▸ ASSIGNED TASK:
From the entries that follow, report every line in which "kept" occurs.

**** ENTRIES PROVIDED

// src/application/ports/feed.rs
use crate::application::dto::ArticleSnapshot;
use std::sync::Arc;
use tokio::sync::broadcast;

/// Push channel mirroring the article collection to live subscribers.
pub trait ArticleFeed: Send + Sync {
    /// Fire-and-forget: having no subscriber is not an error.
    fn publish(&self, snapshot: Arc<ArticleSnapshot>);
    fn subscribe(&self) -> broadcast::Receiver<Arc<ArticleSnapshot>>;
    fn latest(&self) -> Option<Arc<ArticleSnapshot>>;
}
use super::ArticleQueryService;
use crate::{
    application::{
        dto::{ArticleDto, AuthenticatedUser},
        error::{ApplicationError, ApplicationResult},
    },
    domain::article::ArticleSlug,
};

pub struct GetArticleBySlugQuery {
    pub slug: String,
}

impl ArticleQueryService {
    pub async fn get_article_by_slug(
        &self,
        actor: &AuthenticatedUser,
        query: GetArticleBySlugQuery,
    ) -> ApplicationResult<ArticleDto> {
        actor.ensure_capability("articles", "read")?;
        let slug = ArticleSlug::new(query.slug)?;
        let article = self
            .read_repo
            .find_by_slug(&slug)
            .await?
            .ok_or_else(|| ApplicationError::not_found("article not found"))?;
        Ok(article.into())
    }
}
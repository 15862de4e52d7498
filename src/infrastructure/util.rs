// src/infrastructure/util.rs
use crate::application::ports::util::SlugGenerator;
use unicode_normalization::UnicodeNormalization;

/// Lowercase ASCII slugs. Accents are removed by canonical decomposition;
/// any other character outside `[a-z0-9]`, whitespace and `-` is dropped, not
/// transliterated (`Cœur 50€` gives `cur-50`). Words are joined by single dashes.
#[derive(Default, Clone)]
pub struct DefaultSlugGenerator;

impl SlugGenerator for DefaultSlugGenerator {
    fn slugify(&self, input: &str) -> String {
        let kept: String = input
            .to_lowercase()
            .nfd()
            .filter(|c| c.is_ascii_lowercase() || c.is_ascii_digit() || c.is_whitespace() || *c == '-')
            .collect();
        slug::slugify(kept)
    }
}

#[cfg(test)]
mod tests {
    use super::*;

    #[test]
    fn strips_accents_and_punctuation() {
        let slugger = DefaultSlugGenerator;
        assert_eq!(slugger.slugify("Le Legging de l'été !"), "le-legging-de-lete");
        assert_eq!(slugger.slugify("Jeux Vidéos"), "jeux-videos");
        assert_eq!(slugger.slugify("Crème & Soin"), "creme-soin");
    }

    #[test]
    fn drops_symbols_instead_of_transliterating() {
        let slugger = DefaultSlugGenerator;
        assert_eq!(slugger.slugify("Cœur 50€ ½ Straße"), "cur-50-strae");
        assert_eq!(slugger.slugify("Œuvre"), "uvre");
        assert_eq!(slugger.slugify("Prix 30€"), "prix-30");
        assert_eq!(slugger.slugify("Größe"), "groe");
        assert_eq!(slugger.slugify("½ tasse"), "tasse");
    }

    #[test]
    fn collapses_dashes_and_whitespace() {
        let slugger = DefaultSlugGenerator;
        assert_eq!(slugger.slugify("  push -- up   bra  "), "push-up-bra");
        assert_eq!(slugger.slugify("--Casque--"), "casque");
        assert_eq!(slugger.slugify("!!!"), "");
    }

    #[test]
    fn is_deterministic() {
        let slugger = DefaultSlugGenerator;
        let title = "Sweat Oversize Été 2025";
        assert_eq!(slugger.slugify(title), slugger.slugify(title));
        assert_eq!(slugger.slugify(title), "sweat-oversize-ete-2025");
    }

    #[test]
    fn article_path_joins_category_and_title() {
        let slugger = DefaultSlugGenerator;
        assert_eq!(
            slugger.article_path("ACTIVEWEAR", "Brassière Sport"),
            "activewear/brassiere-sport"
        );
    }
}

********

▸ SOLUTION:
        let kept: String = input
        slug::slugify(kept)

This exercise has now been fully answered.